Governance and Nominating Committee Charter
Standing Resolution Adopted by
The Board of Directors -- Regular Meeting
July 29, 2010
RESOLVED THAT: Pursuant to Section 23 of the company's bylaws, the board of directors hereby adopts the following charter for the Governance and Nominating Committee (previously the Governance Committee) ("Committee") of the board of directors. This charter shall govern the Committee's scope of responsibility and actions:
1. Purpose: The board established this Committee to assist the board in identifying qualified individuals for board membership, to recommend the composition of the board and its committees, to monitor a process to assess board effectiveness, to develop and implement the company's corporate governance guidelines; and to assist the board in the implementation of sound corporate governance principles and practices.
2. Committee Membership: The Committee shall consist of at least three members. All members of the Committee shall meet the independence requirements of the New York Stock Exchange. The members of the Committee shall be appointed by the board and may be removed by the board in its discretion.
3. Committee Authority and Responsibilities. The Committee shall:
3.1 Identify and recommend for election individuals who meet the criteria the board has established for board membership. The Committee shall also recommend nominees to be presented for election at the company’s annual meeting of shareholders;
3.2 Upon a director’s change in circumstance and submission of a resignation, review the continued appropriateness of the director's board membership and recommend to the board whether the director's resignation should be accepted or rejected;
3.3 Review and recommend to the board director compensation and benefits on an annual basis;
3.4 Review the board's committee structure and recommend for board approval the composition of each board committee;
3.5 Recommend to the board the response to any shareholder proposal received by the company;
3.6 Develop and recommend to the board for its approval a set of corporate governance guidelines. The Committee shall review the guidelines on an annual basis, or more frequently, if appropriate, and recommend changes as necessary;
3.7 Develop and recommend to the board for its approval an annual self-evaluation process of the board and its committees.
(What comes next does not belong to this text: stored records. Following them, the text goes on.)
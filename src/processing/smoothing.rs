//! Exponential smoothing of the raw displacement

/// Recursive weighted average: `value = value * (1 - alpha) + sample * alpha`
///
/// `alpha = 1.0` passes samples through unchanged. The value starts at 0.0,
/// matching a session whose origin is the first fix.
#[derive(Debug, Clone, PartialEq)]
pub struct ExponentialSmoother {
    alpha: f64,
    value: f64,
}

impl ExponentialSmoother {
    pub fn new(alpha: f64) -> Self {
        Self { alpha, value: 0.0 }
    }

    pub fn alpha(&self) -> f64 {
        self.alpha
    }

    pub fn value(&self) -> f64 {
        self.value
    }

    /// Fold one sample in and return the new smoothed value
    pub fn update(&mut self, sample: f64) -> f64 {
        self.value = self.value * (1.0 - self.alpha) + sample * self.alpha;
        self.value
    }

    pub fn reset(&mut self) {
        self.value = 0.0;
    }
}
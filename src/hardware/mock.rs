//! Mock location source for testing and demos

use crate::algorithms::geodesy::offset_point;
use crate::core::{GeoPoint, PositionSample};
use crate::hardware::{
    ErrorCallback, FixCallback, LocationError, LocationSource, WatchId, WatchOptions,
};
use nalgebra::Vector2;
use rand::rngs::StdRng;
use rand::{Rng, SeedableRng};
use std::cell::RefCell;
use std::rc::Rc;

struct Watcher {
    id: WatchId,
    on_fix: FixCallback,
    on_error: ErrorCallback,
    options: WatchOptions,
}

#[derive(Default)]
struct MockState {
    watchers: Vec<Watcher>,
    next_id: u32,
    fixes_delivered: u32,
    errors_delivered: u32,
    ignore_clear_watch: bool,
}

/// Deterministic location source driven by the test or demo
///
/// Clones share the same subscriptions, so one clone can be handed to a
/// tracker while another delivers fixes.
#[derive(Clone, Default)]
pub struct MockLocationSource {
    state: Rc<RefCell<MockState>>,
}

impl MockLocationSource {
    pub fn new() -> Self {
        Self::default()
    }

    /// Deliver a fix to every active subscription
    pub fn deliver(&self, sample: PositionSample) {
        // Callbacks run without the state borrowed so they may clear a watch
        let targets: Vec<FixCallback> = {
            let mut state = self.state.borrow_mut();
            state.fixes_delivered += 1;
            state.watchers.iter().map(|w| Rc::clone(&w.on_fix)).collect()
        };

        for on_fix in targets {
            on_fix(sample);
        }
    }

    /// Deliver a fix built from coordinates
    pub fn deliver_fix(&self, lat: f64, lon: f64, accuracy: f64) {
        self.deliver(PositionSample::new(lat, lon, accuracy));
    }

    /// Deliver a failure to every active subscription
    pub fn deliver_error(&self, error: LocationError) {
        let targets: Vec<ErrorCallback> = {
            let mut state = self.state.borrow_mut();
            state.errors_delivered += 1;
            state.watchers.iter().map(|w| Rc::clone(&w.on_error)).collect()
        };

        for on_error in targets {
            on_error(error.clone());
        }
    }

    /// Deliver a whole recorded track in order
    pub fn replay(&self, samples: &[PositionSample]) {
        for sample in samples {
            self.deliver(*sample);
        }
    }

    pub fn active_watch_count(&self) -> usize {
        self.state.borrow().watchers.len()
    }

    /// Options of the most recent active subscription
    pub fn last_options(&self) -> Option<WatchOptions> {
        self.state.borrow().watchers.last().map(|w| w.options.clone())
    }

    pub fn fixes_delivered(&self) -> u32 {
        self.state.borrow().fixes_delivered
    }

    pub fn errors_delivered(&self) -> u32 {
        self.state.borrow().errors_delivered
    }

    /// Keep subscriptions registered when they are cleared, like a source
    /// that still flushes queued fixes after unsubscribing
    pub fn ignore_clear_watch(&self, ignore: bool) {
        self.state.borrow_mut().ignore_clear_watch = ignore;
    }
}

impl LocationSource for MockLocationSource {
    fn watch_position(
        &mut self,
        on_fix: FixCallback,
        on_error: ErrorCallback,
        options: &WatchOptions,
    ) -> WatchId {
        let mut state = self.state.borrow_mut();
        state.next_id += 1;
        let id = WatchId::new(state.next_id);
        state.watchers.push(Watcher {
            id,
            on_fix,
            on_error,
            options: options.clone(),
        });
        id
    }

    fn clear_watch(&mut self, id: WatchId) {
        let mut state = self.state.borrow_mut();
        if state.ignore_clear_watch {
            return;
        }
        state.watchers.retain(|w| w.id != id);
    }
}

/// Parameters of a simulated out-and-back walk
#[derive(Debug, Clone)]
pub struct WalkSimulation {
    pub start: GeoPoint,
    /// Heading in degrees clockwise from north
    pub heading_deg: f64,
    /// Distance walked between fixes (meters)
    pub step_m: f64,
    /// Fixes on the outbound leg; the return leg mirrors it
    pub steps: usize,
    /// Uniform noise added to each fix, per axis (meters)
    pub jitter_m: f64,
    /// Reported accuracy of each fix (meters)
    pub accuracy_m: f64,
    pub seed: u64,
}

impl Default for WalkSimulation {
    fn default() -> Self {
        Self {
            start: GeoPoint::new(35.0, 135.0),
            heading_deg: 0.0,
            step_m: 1.0,
            steps: 40,
            jitter_m: 1.5,
            accuracy_m: 5.0,
            seed: 7,
        }
    }
}

impl WalkSimulation {
    /// Generate the fixes of the walk, starting with the start point
    pub fn samples(&self) -> Vec<PositionSample> {
        let mut rng = StdRng::seed_from_u64(self.seed);
        let heading = self.heading_deg.to_radians();
        let direction = Vector2::new(heading.sin(), heading.cos());

        let outbound = 0..=self.steps;
        let inbound = (0..self.steps).rev();

        outbound
            .chain(inbound)
            .map(|step| {
                let mut offset = direction * (step as f64 * self.step_m);
                if self.jitter_m.is_finite() && self.jitter_m > 0.0 {
                    offset += Vector2::new(
                        rng.gen_range(-self.jitter_m..=self.jitter_m),
                        rng.gen_range(-self.jitter_m..=self.jitter_m),
                    );
                }
                let point = offset_point(&self.start, &offset);
                PositionSample::new(point.lat, point.lon, self.accuracy_m)
            })
            .collect()
    }
}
3.8 Oversee the process of evaluation of senior management, other than the CEO; and
3.9 The Committee shall review all “related person transactions” (defined as transactions require to be disclosed pursuant to Item 404 of Regulation S-K) on an ongoing basis, and all such transactions must be approved or ratified by the Committee. In conducting any review under this paragraph 3.8, the Committee shall consider the following factors: the nature of the related person’s interest in the transaction; whether the transaction involves standard prices, rates or charges or is otherwise on terms consistent with arm’s length dealings with unrelated third parties; the materiality of the transaction to each party; the reasons for the company entering into the transaction with the related person (such as the absence of a similarly qualified unrelated party); whether the transaction might affect the status of a director as independent under the independence standards of the New York Stock Exchange; and any other factors the Committee may deem relevant with respect to the particular transaction. Any member of the Committee who is a “related person” with respect to a transaction shall be recused from the review of such transaction by the Committee.
3.10 The Committee shall receive reports regarding the company’s compliance with new material corporate governance requirements established by the New York Stock Exchange and the Securities and Exchange Commission or other applicable entities.
4. Committee Procedure:
4.1 The Committee shall review and reassess this charter annually and recommend any proposed changes to the board.
4.2 The Committee shall meet at least twice annually but will meet as often as necessary to carry out its responsibilities. The meetings may be called by the Committee chair, the chairman of the board, or the CEO.
4.3 The Committee may form and delegate authority to subcommittees.
4.4 The Committee shall keep minutes and shall report Committee activities to the board.
4.5 The Committee shall annually review its own performance.
4.6 The Committee shall have the authority to retain and terminate any search firm engaged to assist in identifying director candidates and shall have sole authority to approve the firm's fees and the other terms and conditions of the firm's retention. The Committee shall also have the authority to obtain advice and assistance from internal or external legal, governance, or other advisors as it deems appropriate.
4.7 This standing resolution will remain in effect until it is duly modified or rescinded. This supersedes all prior board or committee resolutions with respect to this subject matter.